18. The crux of this appeal is a dispute over the facts. Was the Appellant properly notified of a change in his signing arrangements on 27 January 2014? A weakness in the FTT’s decision is that it did not adequately weigh the DWP’s version of events against the Appellant’s account. The best evidence the DWP can produce is the Action Plan entry for 27 January which, as Mr East concedes, is itself less than compliant with regulation 23. The supposed more detailed statement of fact in the mandatory reconsideration decision is not first-hand evidence. It is at best an inference and at worst a bare assertion. The Appellant, on the other hand, is adamant that whatever else transpired on 27 January he was not told of any change in his signing on arrangements. His account receives some support from the fact that when notified of weekly signing by the issue of the new ES40, he duly complied with those changed arrangements.
19. As I suggested in DL v Secretary of State for Work and Pensions (JSA) [2013] UKUT 295 (AAC) (at [14]), “Given the relevant legislation involves a financial penalty, it should be construed strictly.” Putting the matter another way, there is an argument in sanctions cases that the claimant should be given the benefit of any doubt that may reasonably arise. In this case I am not satisfied, on the balance of probabilities, that the Appellant was properly notified of a change in his signing on arrangements on 27 January 2014. It follows that he had good cause for not attending the Jobcentre a week later on 3 February. I re-make the FTT’s decision accordingly.
The question of statutory interpretation
20. Given the concession by the Secretary of State on the facts of this appeal, I do not need to resolve the question of statutory interpretation, namely whether a notification can be made orally in the course of face to face contact for the purposes of regulation 23(1). In earlier directions on this appeal I suggested that the phrase “may be in writing, by telephone or by electronic means” could be read as illustrative or exhaustive.
21. If illustrative, then regulation 23(1), although it plainly requires notification of “manner, time and place” of any interview or appointment, leaves entirely open the method of communication of that information.
22. If exhaustive, then regulation 23(1) requires notification of “manner, time and place” to be by one of the three specified methods, thus excluding word of mouth notification in the course of face to face contact.

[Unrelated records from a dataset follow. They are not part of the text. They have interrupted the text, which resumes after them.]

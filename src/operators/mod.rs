//! Copyright © 2025-2026 Wenze Wei. All Rights Reserved.
//!
//! This file is part of Zest.
//! The Zest project belongs to the Dunimd Team.
//!
//! Licensed under the Apache License, Version 2.0 (the "License");
//! You may not use this file except in compliance with the License.
//! You may obtain a copy of the License at
//!
//!     http://www.apache.org/licenses/LICENSE-2.0
//!
//! Unless required by applicable law or agreed to in writing, software
//! distributed under the License is distributed on an "AS IS" BASIS,
//! WITHOUT WARRANTIES OR CONDITIONS OF ANY KIND, either express or implied.
//! See the License for the specific language governing permissions and
//! limitations under the License.

//! # Operators Module
//!
//! The pipeline steps bundled with Zest. Each one is created from a JSON
//! config by a factory function and registered by name in
//! [`ZePipelineBuilder::with_defaults`](crate::pipeline::ZePipelineBuilder::with_defaults).
//!
//! ## Operator Catalog
//!
//! - **terms.remove**: banned-term removal with orphan punctuation cleanup
//! - **terms.substitute**: whole-word term substitution (idempotent)
//! - **description.reconstruct**: the Description Reconstructor
//! - **descriptions.assign**: fixed descriptions keyed by item id

pub mod assign;
pub mod reconstruct;
pub mod terms;
//! Copyright © 2025-2026 Wenze Wei. All Rights Reserved.
//!
//! This file is part of Zest.
//! The Zest project belongs to the Dunimd Team.
//!
//! Licensed under the Apache License, Version 2.0 (the "License");
//! You may not use this file except in compliance with the License.
//! You may obtain a copy of the License at
//!
//!     http://www.apache.org/licenses/LICENSE-2.0
//!
//! Unless required by applicable law or agreed to in writing, software
//! distributed under the License is distributed on an "AS IS" BASIS,
//! WITHOUT WARRANTIES OR CONDITIONS OF ANY KIND, either express or implied.
//! See the License for the specific language governing permissions and
//! limitations under the License.

//! # Zest Record Module
//!
//! This module provides the in-memory representation of one catalog row.
//! A [`ZeItem`] is a snapshot read from the store: operators rewrite its
//! `name` and `description`, the differ compares it against the snapshot,
//! and only changed fields are written back.
//!
//! ## Usage Example
//!
//! ```rust
//! use zest::record::{ZeField, ZeItem};
//!
//! let mut item = ZeItem::new("hawaiian", "The Hawaiian", "Pineapple and ham");
//! ZeField::Description.set(&mut item, "Pineapple".to_string());
//! assert_eq!(ZeField::Description.get(&item), "Pineapple");
//! ```

use serde::{Deserialize, Serialize};
use serde_json::{Map, Value};

use crate::errors::{Result, ZeError};

/// Generic metadata map that operators use to annotate an item.
pub type ZeMetadata = Map<String, Value>;

/// One catalog row flowing through a Zest pipeline.
#[derive(Clone, Debug, PartialEq, Serialize, Deserialize)]
pub struct ZeItem {
    /// Stable, immutable key of the row.
    pub id: String,

    /// Short display name. May be empty.
    pub name: String,

    /// Freeform description (the `ingredients` column in the default layout).
    pub description: String,

    /// Annotations left by operators; never written to the store.
    #[serde(default, skip_serializing_if = "Option::is_none")]
    pub metadata: Option<ZeMetadata>,
}

impl ZeItem {
    /// Constructs an item without metadata.
    pub fn new(
        id: impl Into<String>,
        name: impl Into<String>,
        description: impl Into<String>,
    ) -> Self {
        ZeItem {
            id: id.into(),
            name: name.into(),
            description: description.into(),
            metadata: None,
        }
    }

    /// Returns a mutable reference to the metadata map, creating it if necessary.
    pub fn metadata_mut(&mut self) -> &mut ZeMetadata {
        self.metadata.get_or_insert_with(ZeMetadata::new)
    }
}

/// Convenience alias for working on batches of items.
pub type ZeItemBatch = Vec<ZeItem>;

/// A writable text column of an item.
#[derive(Clone, Copy, Debug, PartialEq, Eq, Hash, Serialize, Deserialize)]
#[serde(rename_all = "lowercase")]
pub enum ZeField {
    Name,
    #[serde(alias = "ingredients")]
    Description,
}

impl ZeField {
    /// Parses a field name. `ingredients` is accepted for `description`.
    pub fn parse(value: &str) -> Result<Self> {
        match value.trim().to_ascii_lowercase().as_str() {
            "name" => Ok(ZeField::Name),
            "description" | "ingredients" => Ok(ZeField::Description),
            other => Err(ZeError::validation(format!("unknown field '{other}'"))),
        }
    }

    pub fn as_str(&self) -> &'static str {
        match self {
            ZeField::Name => "name",
            ZeField::Description => "description",
        }
    }

    pub fn get<'a>(&self, item: &'a ZeItem) -> &'a str {
        match self {
            ZeField::Name => &item.name,
            ZeField::Description => &item.description,
        }
    }

    pub fn set(&self, item: &mut ZeItem, value: String) {
        match self {
            ZeField::Name => item.name = value,
            ZeField::Description => item.description = value,
        }
    }
}
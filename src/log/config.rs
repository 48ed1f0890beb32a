//! Copyright © 2025-2026 Wenze Wei. All Rights Reserved.
//!
//! This file is part of Zest.
//! The Zest project belongs to the Dunimd Team.
//!
//! Licensed under the Apache License, Version 2.0 (the "License");
//! You may not use this file except in compliance with the License.
//! You may obtain a copy of the License at
//!
//!     http://www.apache.org/licenses/LICENSE-2.0
//!
//! Unless required by applicable law or agreed to in writing, software
//! distributed under the License is distributed on an "AS IS" BASIS,
//! WITHOUT WARRANTIES OR CONDITIONS OF ANY KIND, either express or implied.
//! See the License for the specific language governing permissions and
//! limitations under the License.

use log::LevelFilter;
use serde::{Deserialize, Serialize};
use serde_json::Value;

/// Configuration for [`ZeLogger`](crate::log::core::ZeLogger): threshold,
/// line format and where lines go.
#[derive(Clone, Debug, PartialEq, Serialize, Deserialize)]
pub struct ZeLogConfig {
    /// `ERROR`, `WARN`, `INFO`, `DEBUG`, `TRACE` or `OFF`.
    pub default_level: String,
    /// Log to stderr. Stdout is reserved for command output.
    pub console_enabled: bool,
    pub json_format: bool,
    /// Append to this file when set.
    pub file_path: Option<String>,
    /// Size in bytes above which the log file is rotated.
    pub max_bytes: Option<u64>,
    /// Number of rotated files to keep.
    pub backup_count: u32,
}

impl Default for ZeLogConfig {
    fn default() -> Self {
        ZeLogConfig {
            default_level: "INFO".to_string(),
            console_enabled: true,
            json_format: false,
            file_path: None,
            max_bytes: Some(10 * 1024 * 1024),
            backup_count: 3,
        }
    }
}

impl ZeLogConfig {
    /// Parsed threshold; unknown names fall back to `Info`.
    pub fn level_filter(&self) -> LevelFilter {
        match self.default_level.trim().to_ascii_uppercase().as_str() {
            "OFF" => LevelFilter::Off,
            "ERROR" => LevelFilter::Error,
            "WARN" | "WARNING" => LevelFilter::Warn,
            "DEBUG" => LevelFilter::Debug,
            "TRACE" => LevelFilter::Trace,
            _ => LevelFilter::Info,
        }
    }
}

#[derive(Clone, Debug, Default, Serialize, Deserialize)]
pub struct ZeLogConfigBuilder {
    pub default_level: Option<String>,
    pub console_enabled: Option<bool>,
    pub json_format: Option<bool>,
    pub file_path: Option<String>,
    pub max_bytes: Option<u64>,
    pub backup_count: Option<u32>,
}

impl ZeLogConfigBuilder {
    pub fn build(self) -> ZeLogConfig {
        let base = ZeLogConfig::default();
        ZeLogConfig {
            default_level: self.default_level.unwrap_or(base.default_level),
            console_enabled: self.console_enabled.unwrap_or(base.console_enabled),
            json_format: self.json_format.unwrap_or(base.json_format),
            file_path: self.file_path.or(base.file_path),
            max_bytes: self.max_bytes.or(base.max_bytes),
            backup_count: self.backup_count.unwrap_or(base.backup_count),
        }
    }

    /// Builds from a JSON object; missing or malformed keys keep defaults.
    pub fn from_json(value: &Value) -> ZeLogConfig {
        let builder: ZeLogConfigBuilder =
            serde_json::from_value(value.clone()).unwrap_or_default();
        builder.build()
    }
}
//! Copyright © 2025-2026 Wenze Wei. All Rights Reserved.
//!
//! This file is part of Zest.
//! The Zest project belongs to the Dunimd Team.

use zest::text::keywords::{ZeKeywordRule, ZeKeywordTable, DEFAULT_SUGGESTION};
use zest::text::reconstruct::{
    extract_content, reconstruct, strip_self_reference, ZeExtractStrategy, ZeReconstructor,
};
use zest::text::punctuation::normalize_separators;
use zest::text::terms::ZeTermSet;
use zest::text::theme::{ZeTheme, ZeThemeConfig};

#[test]
fn test_keyword_precedence() {
    let table = ZeKeywordTable::new(
        vec![
            ZeKeywordRule::new("gaza", "za'atar, roasted eggplant and olive oil"),
            ZeKeywordRule::new("chicken", "grilled chicken, sumac and zataar"),
        ],
        DEFAULT_SUGGESTION,
    )
    .unwrap();
    assert_eq!(
        table.suggest("Spicy Chicken Supreme"),
        "grilled chicken, sumac and zataar"
    );
    assert_eq!(
        ZeKeywordTable::builtin().suggest("Spicy Chicken Supreme"),
        "grilled chicken, sumac and zataar"
    );
}

#[test]
fn test_farmers_market_extraction() {
    let name = "The Farmers Market";
    let description = "Farmers Market pizza. Topped with roasted vegetables and herbs.";

    let extraction = extract_content(&normalize_separators(description), name);
    assert_eq!(extraction.content, "roasted vegetables and herbs");
    assert_eq!(extraction.strategy, ZeExtractStrategy::ToppedWith);

    assert_eq!(
        reconstruct(name, description, &ZeKeywordTable::builtin()),
        "Topped with roasted vegetables and herbs. Palestinian-inspired: \
         roasted market vegetables, herbed labneh, za'atar and a tahini drizzle."
    );
}

#[test]
fn test_self_reference_is_stripped() {
    let name = "The Hebron Special";
    let description = "The Hebron Special - smoked paprika and peppers";

    let content = strip_self_reference(&normalize_separators(description), name);
    assert!(!content.contains(name));

    let detailed = ZeReconstructor::default().reconstruct_detailed(name, description);
    assert_eq!(detailed.strategy, ZeExtractStrategy::WholeText);
    assert_eq!(detailed.content, "smoked paprika and peppers");
    assert_eq!(
        detailed.description,
        "Topped with smoked paprika and peppers. Palestinian-inspired: \
         smoked paprika, red pepper and zataar notes."
    );
}

#[test]
fn test_name_prefix_extraction() {
    let out = ZeReconstructor::default().reconstruct_detailed(
        "The Jericho",
        "The Jericho pizza. Sweet peppers, citrus glaze",
    );
    assert_eq!(out.strategy, ZeExtractStrategy::NamePrefix);
    assert_eq!(
        out.description,
        "Topped with Sweet peppers, citrus glaze. Palestinian-inspired: \
         sweet chili, citrus and grilled vegetables."
    );
}

#[test]
fn test_old_theme_sentence_is_replaced() {
    let out = ZeReconstructor::default().reconstruct(
        "The Gaza Classic",
        "Topped with eggplant and feta. Inspired by Palestinian flavors: olives.",
    );
    assert_eq!(
        out,
        "Topped with eggplant and feta. Palestinian-inspired: za'atar, roasted eggplant and olive oil."
    );
}

#[test]
fn test_reconstructing_twice_is_stable() {
    let recon = ZeReconstructor::default();
    let inputs = [
        ("The Farmers Market", "Farmers Market pizza. Topped with roasted vegetables and herbs."),
        ("The Hebron Special", "The Hebron Special - smoked paprika and peppers"),
        ("BBQ Ckn", "Topped with: chicken \u{2013} onions ,, cilantro"),
        ("The Margherita", ""),
        ("", "Basil. Palestinian-inspired: tomato"),
    ];
    for (name, description) in inputs {
        let once = recon.reconstruct(name, description);
        assert!(!once.is_empty());
        assert_eq!(recon.reconstruct(name, &once), once, "{name}: {description}");
    }
}

#[test]
fn test_banned_terms_filtered_before_reconstruction() {
    let recon = ZeReconstructor::default()
        .with_banned_terms(ZeTermSet::from_literals(["ham", "pork"]).unwrap());
    let out = recon.reconstruct("The Haifa", "Topped with ham, olives, pineapple.");
    assert_eq!(
        out,
        "Topped with olives, pineapple. Palestinian-inspired: \
         smoked turkey alternative, olives and pineapple."
    );
}

#[test]
fn test_custom_theme_and_table() {
    let theme = ZeTheme::from_config(&ZeThemeConfig {
        label: "Levantine".to_string(),
        markers: vec!["A taste of the Levant:".to_string()],
    })
    .unwrap();
    let table =
        ZeKeywordTable::new(vec![ZeKeywordRule::new("mezze", "hummus and olives")], "sumac").unwrap();
    let recon = ZeReconstructor::new(theme, table);

    assert_eq!(
        recon.reconstruct("Mezze Board", "Flatbread. A taste of the Levant: dates"),
        "Topped with Flatbread. Levantine-inspired: hummus and olives."
    );
    assert_eq!(
        recon.reconstruct("Plain", "Cheese"),
        "Topped with Cheese. Levantine-inspired: sumac."
    );
}
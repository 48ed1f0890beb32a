//! Copyright © 2025-2026 Wenze Wei. All Rights Reserved.
//!
//! This file is part of Zest.
//! The Zest project belongs to the Dunimd Team.
//!
//! Licensed under the Apache License, Version 2.0 (the "License");
//! You may not use this file except in compliance with the License.
//! You may obtain a copy of the License at
//!
//!     http://www.apache.org/licenses/LICENSE-2.0
//!
//! Unless required by applicable law or agreed to in writing, software
//! distributed under the License is distributed on an "AS IS" BASIS,
//! WITHOUT WARRANTIES OR CONDITIONS OF ANY KIND, either express or implied.
//! See the License for the specific language governing permissions and
//! limitations under the License.

//! # Zest Error Module
//!
//! This module defines the error types used throughout Zest for consistent
//! error handling and reporting.
//!
//! ## Error Categories
//!
//! - **Io**: Filesystem errors (backup copies, reports, config files)
//! - **MissingResource**: The store file (or another required file) is absent
//! - **Store**: SQLite failures, tagged with the stage that failed
//! - **Validation**: Invalid configuration or parameters
//! - **Operator**: Failures in operator implementations
//! - **Pipeline**: Pipeline orchestration failures
//! - **Serde**: Serialization/deserialization errors
//! - **Internal**: Unexpected internal failures
//!
//! Text transforms never produce errors: degenerate input is recovered with
//! fallbacks inside the transform. Only store-level and configuration errors
//! reach the job orchestrator.

use std::io;

use serde::{Deserialize, Serialize};
use thiserror::Error;

/// Convenience result type used throughout Zest.
pub type Result<T> = std::result::Result<T, ZeError>;

/// Canonical error enumeration for Zest.
#[derive(Debug, Error, Serialize, Deserialize)]
pub enum ZeError {
    /// Errors originating from filesystem IO.
    #[error("io error: {0}")]
    Io(String),

    /// A required file does not exist.
    #[error("missing resource: {path}")]
    MissingResource { path: String },

    /// Failures raised by the persistent store.
    #[error("store error during '{stage}': {message}")]
    Store { stage: String, message: String },

    /// Validation errors triggered by invalid parameters or inputs.
    #[error("validation error: {message}")]
    Validation { message: String },

    /// Any failure raised by an operator implementation.
    #[error("operator '{operator}' failed: {message}")]
    Operator { operator: String, message: String },

    /// Failures that occur while orchestrating a pipeline.
    #[error("pipeline error at stage '{stage}': {message}")]
    Pipeline { stage: String, message: String },

    /// Wrapper for serde-style serialization issues.
    #[error("serialization error: {0}")]
    Serde(String),

    /// Catch-all variant for unexpected situations.
    #[error("internal error: {0}")]
    Internal(String),
}

impl From<io::Error> for ZeError {
    fn from(err: io::Error) -> Self {
        ZeError::Io(err.to_string())
    }
}

impl From<serde_json::Error> for ZeError {
    fn from(err: serde_json::Error) -> Self {
        ZeError::Serde(err.to_string())
    }
}

impl From<serde_yaml::Error> for ZeError {
    fn from(err: serde_yaml::Error) -> Self {
        ZeError::Serde(err.to_string())
    }
}

impl From<regex::Error> for ZeError {
    fn from(err: regex::Error) -> Self {
        ZeError::validation(format!("invalid pattern: {err}"))
    }
}

#[cfg(feature = "csv")]
impl From<csv::Error> for ZeError {
    fn from(err: csv::Error) -> Self {
        ZeError::Io(err.to_string())
    }
}

impl ZeError {
    /// Helper to construct simple validation errors.
    pub fn validation<T: Into<String>>(message: T) -> Self {
        ZeError::Validation {
            message: message.into(),
        }
    }

    /// Helper to construct missing-resource errors.
    pub fn missing(path: impl Into<String>) -> Self {
        ZeError::MissingResource { path: path.into() }
    }

    /// Helper to construct store errors tagged with the failing stage.
    pub fn store(stage: impl Into<String>, message: impl Into<String>) -> Self {
        ZeError::Store {
            stage: stage.into(),
            message: message.into(),
        }
    }

    /// Helper to construct operator errors.
    pub fn operator(name: impl Into<String>, message: impl Into<String>) -> Self {
        ZeError::Operator {
            operator: name.into(),
            message: message.into(),
        }
    }

    /// Helper to construct pipeline errors.
    pub fn pipeline(stage: impl Into<String>, message: impl Into<String>) -> Self {
        ZeError::Pipeline {
            stage: stage.into(),
            message: message.into(),
        }
    }

    /// Helper to construct internal errors.
    pub fn internal<T: Into<String>>(message: T) -> Self {
        ZeError::Internal(message.into())
    }

    /// Returns a closure that maps a rusqlite error into a store error for `stage`.
    pub fn at_stage(stage: &'static str) -> impl Fn(rusqlite::Error) -> ZeError {
        move |err| ZeError::store(stage, err.to_string())
    }
}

23. Mr East argues that the phraseology of regulation 23(1) is purely illustrative and does not preclude notification in the course of a face to face interview. He relies on the fact that regulation 23(1) states that notification “may be” (not must be) by one of the three stated methods. I can see the force of that argument, not least bearing in mind the likely policy objectives of the amendments over time to the wording of regulation 23(1). It is also true, of course, that telephone notification is simply a form of oral communication. Against that, if the methods stated are only illustrative, it is rather difficult to envisage what other forms of notification (Morse code? semaphore?) could be intended, apart from face to face contact, which is not mentioned, suggesting the exclusion may actually be deliberate. However, as already indicated, I do not need to resolve this issue of interpretation definitively and the point is best left for decision in an appeal in which it is critical and which also has the benefit of full argument.
24. I therefore allow this appeal and set aside the decision of the FTT (Tribunals, Courts and Enforcement Act 2007, section 12(2)(a)). The decision that the FTT should have made is as set out at the head of these reasons (section 12(2)(b)(ii)). In short, the Appellant’s appeal should have been allowed by the FTT.